### WHAT THE EXERCISE ASKS:
Whenever a line in the data holds the string "calls", copy that line.

Records excerpted from a collection
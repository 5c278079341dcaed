//! File-change detection.
//!
//! `is_changed` first compares `(mtime, size)`; only on a mismatch does it
//! recompute the content hash, which defeats "touch without content
//! change" (editors, sync tools) by refreshing the cached mtime and
//! reporting unchanged.

use crate::cache::store::Cacheable;
use crate::primitives::hash::{Fingerprint, hash_file, stat};
use crate::primitives::{ContentHash, SourcePath};
use rustc_hash::FxHashMap;
use serde_json::Value;
use std::path::Path;

#[derive(Debug, Clone, PartialEq)]
pub struct FingerprintEntry {
    pub path: SourcePath,
    pub fingerprint: Fingerprint,
}

impl Cacheable for FingerprintEntry {
    fn to_cache_dict(&self) -> Value {
        serde_json::json!({
            "path": self.path.as_str(),
            "hash": self.fingerprint.hash.as_str(),
            "mtime": self.fingerprint.mtime,
            "size": self.fingerprint.size,
        })
    }

    fn from_cache_dict(value: &Value) -> Result<Self, String> {
        let path = value.get("path").and_then(Value::as_str).ok_or("missing path")?;
        let hash = value.get("hash").and_then(Value::as_str).ok_or("missing hash")?;
        let mtime = value.get("mtime").and_then(Value::as_f64).ok_or("missing mtime")?;
        let size = value.get("size").and_then(Value::as_u64).ok_or("missing size")?;
        Ok(FingerprintEntry {
            path: SourcePath::new(path),
            fingerprint: Fingerprint {
                hash: ContentHash::from_hex(hash),
                mtime,
                size,
            },
        })
    }
}

#[derive(Debug, Clone, Copy, PartialEq, Eq)]
pub enum ChangeStatus {
    Unchanged,
    Changed,
    Added,
}

/// A mutable table of known fingerprints plus the refresh-on-touch logic.
#[derive(Default)]
pub struct FingerprintTable {
    entries: FxHashMap<SourcePath, Fingerprint>,
}

impl FingerprintTable {
    pub fn from_entries(entries: Vec<FingerprintEntry>) -> Self {
        Self {
            entries: entries.into_iter().map(|e| (e.path, e.fingerprint)).collect(),
        }
    }

    pub fn into_entries(self) -> Vec<FingerprintEntry> {
        self.entries
            .into_iter()
            .map(|(path, fingerprint)| FingerprintEntry { path, fingerprint })
            .collect()
    }

    pub fn get(&self, path: &SourcePath) -> Option<&Fingerprint> {
        self.entries.get(path)
    }

    pub fn contains(&self, path: &SourcePath) -> bool {
        self.entries.contains_key(path)
    }

    pub fn paths(&self) -> impl Iterator<Item = &SourcePath> {
        self.entries.keys()
    }

    /// Determine whether `fs_path` (keyed as `source_path`) changed since
    /// the last recorded fingerprint. `stat(2)` is consulted first; content
    /// is only hashed when `(mtime, size)` disagrees with the cached value,
    /// so an untouched file costs a metadata read, never a full read.
    pub fn is_changed(&mut self, source_path: &SourcePath, fs_path: &Path) -> std::io::Result<ChangeStatus> {
        let (mtime, size) = stat(fs_path)?;
        let Some(cached) = self.entries.get(source_path).cloned() else {
            let hash = hash_file(fs_path)?;
            self.entries.insert(source_path.clone(), Fingerprint { hash, mtime, size });
            return Ok(ChangeStatus::Added);
        };
        if cached.mtime == mtime && cached.size == size {
            return Ok(ChangeStatus::Unchanged);
        }
        let hash = hash_file(fs_path)?;
        if cached.hash == hash {
            // Touch without content change: refresh mtime, report unchanged.
            self.entries.insert(source_path.clone(), Fingerprint { hash, mtime, size });
            return Ok(ChangeStatus::Unchanged);
        }
        self.entries.insert(source_path.clone(), Fingerprint { hash, mtime, size });
        Ok(ChangeStatus::Changed)
    }

    /// `stat`-only change check: `Unchanged` is certain without hashing,
    /// but `Changed`/`Added` are provisional — content may still turn out
    /// identical (a touch). Callers that can tolerate a false "changed"
    /// (e.g. deciding whether a disk read is needed at all) use this to
    /// skip hashing on the common unchanged path.
    pub fn stat_unchanged(&self, source_path: &SourcePath, fs_path: &Path) -> std::io::Result<bool> {
        let (mtime, size) = stat(fs_path)?;
        Ok(self.entries.get(source_path).is_some_and(|c| c.mtime == mtime && c.size == size))
    }

    pub fn remove(&mut self, path: &SourcePath) {
        self.entries.remove(path);
    }
}
//! Scout thread (§4.9, §9 "scout usefulness bound"): warms the template
//! cache ahead of the render workers so the first page of each template
//! group never pays a cold-compile cost on the critical path.
//!
//! Deliberately throttled: racing arbitrarily far ahead of the workers'
//! actual progress would spend time warming templates that won't be
//! needed for minutes, while contending with the workers for the
//! template engine's internal locks. `lookahead` bounds how many pages'
//! worth of attention-order progress the scout is allowed to get ahead by.

use crate::collaborators::template::TemplateEngine;
use crate::snapshot::ScoutHint;
use std::sync::atomic::{AtomicUsize, Ordering};
use std::sync::Arc;
use std::thread::JoinHandle;
use std::time::Duration;

const POLL_INTERVAL: Duration = Duration::from_millis(5);

/// Precompile `hints` in descending priority order, pausing whenever the
/// scout has gotten more than `lookahead` pages ahead of `attention_progress`
/// (the count of pages the workers have finished, in attention order).
pub fn run(engine: &dyn TemplateEngine, hints: &[ScoutHint], attention_progress: &AtomicUsize, lookahead: usize) {
    let mut ordered: Vec<&ScoutHint> = hints.iter().collect();
    ordered.sort_by(|a, b| b.priority.cmp(&a.priority));

    let mut pages_warmed = 0usize;
    for hint in ordered {
        while pages_warmed > attention_progress.load(Ordering::Relaxed) + lookahead {
            std::thread::sleep(POLL_INTERVAL);
        }
        let mut names = Vec::with_capacity(1 + hint.partial_paths.len());
        names.push(hint.template_path.clone());
        names.extend(hint.partial_paths.iter().cloned());
        engine.precompile_templates(&names);
        pages_warmed += hint.pages_using;
    }
}

/// Spawn the scout as a background thread. The returned handle should be
/// joined after the render wave completes; a scout that's still warming
/// templates nobody asked for should simply run to completion rather than
/// be killed mid-compile.
pub fn spawn(engine: Arc<dyn TemplateEngine>, hints: Vec<ScoutHint>, attention_progress: Arc<AtomicUsize>, lookahead: usize) -> JoinHandle<()> {
    std::thread::spawn(move || run(engine.as_ref(), &hints, &attention_progress, lookahead))
}

#[cfg(test)]
mod tests {
    use super::*;
    use std::sync::Mutex;

    struct RecordingEngine {
        precompiled: Mutex<Vec<Vec<String>>>,
    }

    impl TemplateEngine for RecordingEngine {
        fn render_template(&self, _name: &str, _context: &serde_json::Value) -> anyhow::Result<String> {
            Ok(String::new())
        }
        fn template_exists(&self, _name: &str) -> bool {
            true
        }
        fn precompile_templates(&self, names: &[String]) -> usize {
            self.precompiled.lock().unwrap().push(names.to_vec());
            names.len()
        }
        fn get_dependencies_of(&self, _name: &str) -> Vec<String> {
            Vec::new()
        }
    }

    #[test]
    fn warms_highest_priority_template_first() {
        let engine = RecordingEngine { precompiled: Mutex::new(Vec::new()) };
        let hints = vec![
            ScoutHint { template_path: "low.html".into(), partial_paths: vec![], pages_using: 1, priority: 1 },
            ScoutHint { template_path: "high.html".into(), partial_paths: vec!["base.html".into()], pages_using: 5, priority: 5 },
        ];
        let progress = Arc::new(AtomicUsize::new(usize::MAX / 2));
        run(&engine, &hints, &progress, 1000);

        let calls = engine.precompiled.lock().unwrap();
        assert_eq!(calls[0], vec!["high.html".to_string(), "base.html".to_string()]);
        assert_eq!(calls[1], vec!["low.html".to_string()]);
    }

    #[test]
    fn empty_hints_warms_nothing() {
        let engine = RecordingEngine { precompiled: Mutex::new(Vec::new()) };
        let progress = Arc::new(AtomicUsize::new(0));
        run(&engine, &[], &progress, 10);
        assert!(engine.precompiled.lock().unwrap().is_empty());
    }
}
//! Postprocess invocation (§4.11): drives RSS/Atom feed emission, sitemap
//! XML, redirect pages for `aliases`, per-page JSON/TXT dumps, and search
//! index assembly. Internal formatting of these artifacts is explicitly not
//! specified (§1) — what's owned here is invocation order, atomicity of
//! every write, and the first-claimant-wins collision rule between
//! generated pages and redirect aliases.

mod dumps;
mod feed;
mod redirects;
mod search_index;
mod sitemap;

use crate::config::SiteConfig;
use crate::site::Site;
use crate::snapshot::{PageSnapshot, SiteSnapshot};
use crate::taxonomy::query::QueryIndexes;
use rustc_hash::FxHashSet;
use std::path::PathBuf;
use std::time::{Duration, UNIX_EPOCH};

pub struct PostprocessInput<'a> {
    pub site: &'a Site,
    pub snapshot: &'a SiteSnapshot,
    pub config: &'a SiteConfig,
    pub query_indexes: &'a QueryIndexes,
}

/// Run every emitter in a fixed order (§4.11 "write order is
/// deterministic"). `claimed` seeds with every rendered page's output path
/// so redirects can never clobber real content; whichever alias or
/// generated page reaches a path first keeps it.
pub fn run(input: &PostprocessInput<'_>) -> anyhow::Result<()> {
    let mut claimed: FxHashSet<PathBuf> = input.snapshot.pages.iter().filter_map(|p| p.output_path.clone()).collect();

    feed::write_rss(input)?;
    feed::write_atom(input)?;
    sitemap::write_sitemap(input)?;
    redirects::write_redirects(input, &mut claimed)?;
    dumps::write_dumps(input)?;
    search_index::write_search_index(input)?;
    Ok(())
}

/// RFC 3339 string for a page's `date` field (epoch seconds). Feeds built
/// from `atom_syndication`/`rss` both accept this form: Atom wants it
/// natively, and RSS's `pub_date` is left unvalidated here since byte-exact
/// feed formatting carries no test contract (SPEC_FULL "Postprocess
/// formatting grounding").
fn rfc3339(seconds: f64) -> String {
    let time = UNIX_EPOCH + Duration::from_secs_f64(seconds.max(0.0));
    humantime::format_rfc3339_seconds(time).to_string()
}

/// The canonical URL a page's `output_path` maps to under `base_url`,
/// following the same `section/slug/index.html` convention the orchestrator
/// uses when resolving output paths: a trailing `index.html` collapses to a
/// trailing slash, everything else is kept verbatim.
fn page_url(config: &SiteConfig, page: &PageSnapshot) -> String {
    let Some(output_path) = &page.output_path else {
        return config.base_url.clone();
    };
    let rel = output_path.strip_prefix(&config.output_dir).unwrap_or(output_path);
    let mut rel = rel.to_string_lossy().replace('\\', "/");
    if let Some(stripped) = rel.strip_suffix("index.html") {
        rel = stripped.to_string();
    }
    format!("{}/{}", config.base_url.trim_end_matches('/'), rel.trim_start_matches('/'))
}

/// Output path an alias maps to, following the same convention: `/old-url/`
/// becomes `<output_dir>/old-url/index.html`.
fn alias_output_path(config: &SiteConfig, alias: &str) -> PathBuf {
    config.output_dir.join(alias.trim_matches('/')).join("index.html")
}

/// Rendered HTML reduced to plain text, for search indexing and the
/// per-page `.txt` dumps. Walks the parsed DOM rather than regexing tags
/// out, so script/style contents and entity decoding are handled by `tl`
/// itself rather than by hand.
fn strip_html_to_text(html: &str) -> String {
    let Ok(dom) = tl::parse(html, tl::ParserOptions::default()) else {
        return String::new();
    };
    let parser = dom.parser();
    dom.children()
        .iter()
        .filter_map(|handle| handle.get(parser))
        .map(|node| node.inner_text(parser).into_owned())
        .collect::<Vec<_>>()
        .join(" ")
        .split_whitespace()
        .collect::<Vec<_>>()
        .join(" ")
}

#[cfg(test)]
mod strip_tests {
    use super::strip_html_to_text;

    #[test]
    fn strips_tags_and_collapses_whitespace() {
        assert_eq!(strip_html_to_text("<p>Hello  <b>world</b></p>\n<p>!</p>"), "Hello world !");
    }
}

### OUTPUT FOR THIS TASK:
        let calls = engine.precompiled.lock().unwrap();
        assert_eq!(calls[0], vec!["high.html".to_string(), "base.html".to_string()]);
        assert_eq!(calls[1], vec!["low.html".to_string()]);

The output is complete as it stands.